» INFORMATION PROVIDED
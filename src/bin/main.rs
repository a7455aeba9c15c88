use clap::Parser;
use rust_decimal::Decimal;
use std::process::ExitCode;
use std::sync::Arc;
use tracing::{error, info};
use tracing_subscriber::EnvFilter;
use voice_currency_converter::{
    config::Settings,
    models::ConversionRequest,
    narration::{display_line, utterance_for},
    orchestrator::ConversionOrchestrator,
    rates::HttpRateProvider,
    speech::{ConsoleSynthesizer, LineRecognizer, SilentSynthesizer, SpeechSynthesizer},
    state::{NotificationLevel, SessionState, VoiceSession},
};

/// VoiceCurrency — talk (or type) and convert.
///
/// Pass a phrase such as "convert 100 dollars to euros", use --amount/--from/--to
/// for manual entry, or pass nothing to read one line from stdin.
#[derive(Parser, Debug)]
#[command(name = "voice-currency", version, about)]
struct CliArgs {
    /// Phrase to convert.
    phrase: Vec<String>,

    /// Manual entry: amount to convert.
    #[arg(long, requires = "from", conflicts_with = "phrase")]
    amount: Option<Decimal>,

    /// Manual entry: source currency code.
    #[arg(long, requires = "to")]
    from: Option<String>,

    /// Manual entry: target currency code.
    #[arg(long, requires = "amount")]
    to: Option<String>,

    /// Override RATES_API_BASE_URL.
    #[arg(long = "rates-url")]
    rates_url: Option<String>,

    /// Do not speak the result.
    #[arg(short, long)]
    quiet: bool,

    /// Log level (trace, debug, info, warn, error).
    #[arg(short = 'l', long = "log-level", default_value = "warn")]
    log_level: String,
}

#[tokio::main]
async fn main() -> ExitCode {
    dotenv::dotenv().ok();
    let args = CliArgs::parse();

    tracing_subscriber::fmt()
        .with_env_filter(
            EnvFilter::try_from_default_env().unwrap_or_else(|_| EnvFilter::new(&args.log_level)),
        )
        .with_writer(std::io::stderr)
        .init();

    match run(args).await {
        Ok(code) => code,
        Err(e) => {
            error!(error = %e, "Conversion failed");
            eprintln!("{}", e.user_message());
            ExitCode::FAILURE
        }
    }
}

async fn run(args: CliArgs) -> voice_currency_converter::Result<ExitCode> {
    let mut settings = Settings::from_env()?;
    if let Some(url) = args.rates_url.as_deref() {
        settings.rates_api = settings.rates_api.with_base_url(url);
    }

    let provider = HttpRateProvider::new(settings.rates_api)?;
    let orchestrator = Arc::new(ConversionOrchestrator::new(Arc::new(provider)));

    let synthesizer: Arc<dyn SpeechSynthesizer> = if args.quiet {
        Arc::new(SilentSynthesizer)
    } else {
        Arc::new(ConsoleSynthesizer)
    };

    // Manual entry bypasses the phrase parser
    if let (Some(amount), Some(from), Some(to)) = (args.amount, &args.from, &args.to) {
        let request = ConversionRequest::manual(amount, from, to)?;
        let result = orchestrator.convert_request(&request).await?;
        println!("{}", display_line(&result));
        synthesizer.speak(&utterance_for(&result));
        return Ok(ExitCode::SUCCESS);
    }

    if !args.phrase.is_empty() {
        let text = args.phrase.join(" ");
        info!(%text, "Converting phrase");
        let result = orchestrator.parse_and_convert(&text).await?;
        println!("{}", display_line(&result));
        synthesizer.speak(&utterance_for(&result));
        return Ok(ExitCode::SUCCESS);
    }

    eprintln!("🎙️ Say something like 'Convert 100 dollars to euros':");
    let session = VoiceSession::new(Arc::new(LineRecognizer::stdin()), orchestrator, synthesizer);
    let mut state = SessionState::new();

    let notification = session.run(&mut state).await?;

    if !state.transcript.is_empty() {
        println!("You said: \"{}\"", state.transcript);
    }
    if let Some(result) = state.conversion_result.as_ref() {
        println!("{}", display_line(result));
    }
    eprintln!("{}", notification.message);

    match notification.level {
        NotificationLevel::Error => Ok(ExitCode::FAILURE),
        _ => Ok(ExitCode::SUCCESS),
    }
}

» YOUR INSTRUCTIONS
Which lines above contain the word "SilentSynthesizer"? Copy all of them.

» SOLUTION
    speech::{ConsoleSynthesizer, LineRecognizer, SilentSynthesizer, SpeechSynthesizer},
        Arc::new(SilentSynthesizer)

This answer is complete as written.